Indiabulls Group is an Indian financial group with a revenue of around $3.5 billion (as of March 31, 2019). The company has about 20,000 employees and subsidiaries that focus on personal finance and lending, pharmaceuticals, infrastructure, and housing.
According to the report, these operators said they’ve stolen data, which includes 4 spreadsheets related to the Indiabulls Housing Finance Limited and Indiabulls Pharmaceuticals subsidiaries, among the stolen files.
As of now, the operators of CLOP Ransomware have uploaded 6 screenshots of the said files and told Indiabulls to reach out to them within 24 hours.
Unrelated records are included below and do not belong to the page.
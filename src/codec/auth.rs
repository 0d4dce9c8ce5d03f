//! HTTP Basic credentials.
//!
//! # Example
//!
//! ```
//! use configwire_client::codec::basic_auth_value;
//!
//! assert_eq!(basic_auth_value("default", ""), "Basic ZGVmYXVsdDo=");
//! ```

use base64::engine::general_purpose::STANDARD;
use base64::Engine;

/// Build an `Authorization` header value: `Basic base64(user:password)`.
pub fn basic_auth_value(user: &str, password: &str) -> String {
    let mut raw = String::with_capacity(user.len() + password.len() + 1);
    raw.push_str(user);
    raw.push(':');
    raw.push_str(password);
    format!("Basic {}", STANDARD.encode(raw.as_bytes()))
}
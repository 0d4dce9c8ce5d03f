//! Codec module - outbound request encoding.
//!
//! - [`encode_request`] - turns a [`ConfigRequest`](crate::message::ConfigRequest)
//!   into an [`HttpRequest`] with method, path and headers
//! - [`basic_auth_value`] - `Authorization: Basic` credential encoding

mod auth;
mod request;

pub use auth::basic_auth_value;
pub use request::{encode_request, HttpRequest, Method};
The report on Bleeping Computer claims that the operators of CLOP Ransomware were responsible for the cyberattack that steals unencrypted files and post a number of them on their leaks site, requesting to be paid to prevent them from uploading the files they took.
As said earlier, the 6 screenshots posted by CLOP Ransomware include a letter, a voucher, and 4 spreadsheets.
Until this moment, we are yet to figure out how the operators of CLOP Ransomware were able to gain access to the data, what’s in the leaked data, and the amount of ransom they requested.
According to the reports, Indiabulls has a leaked Citrix Netscaler ADC VPN gateway that’s vulnerable to the vulnerability of CVE-2019-19781. If exploited, the vulnerability can give an attacker the chance to remotely do arbitrary code execution for unauthenticated access, according to the info on the support page of Citrix.
In addition, a report by threat Intel firm Bad Packets claimed that in January, more than 25,000 Citrix (Netscaler) endpoints were discovered to be vulnerable to CVE-2019-19891.
In March 2020, it was reported that the operators of CLOP Ransomware also attacked a US pharmaceutical company, ExecuPharm. They stole an unencrypted file of 163GB, and this data have all been leaked ok their website.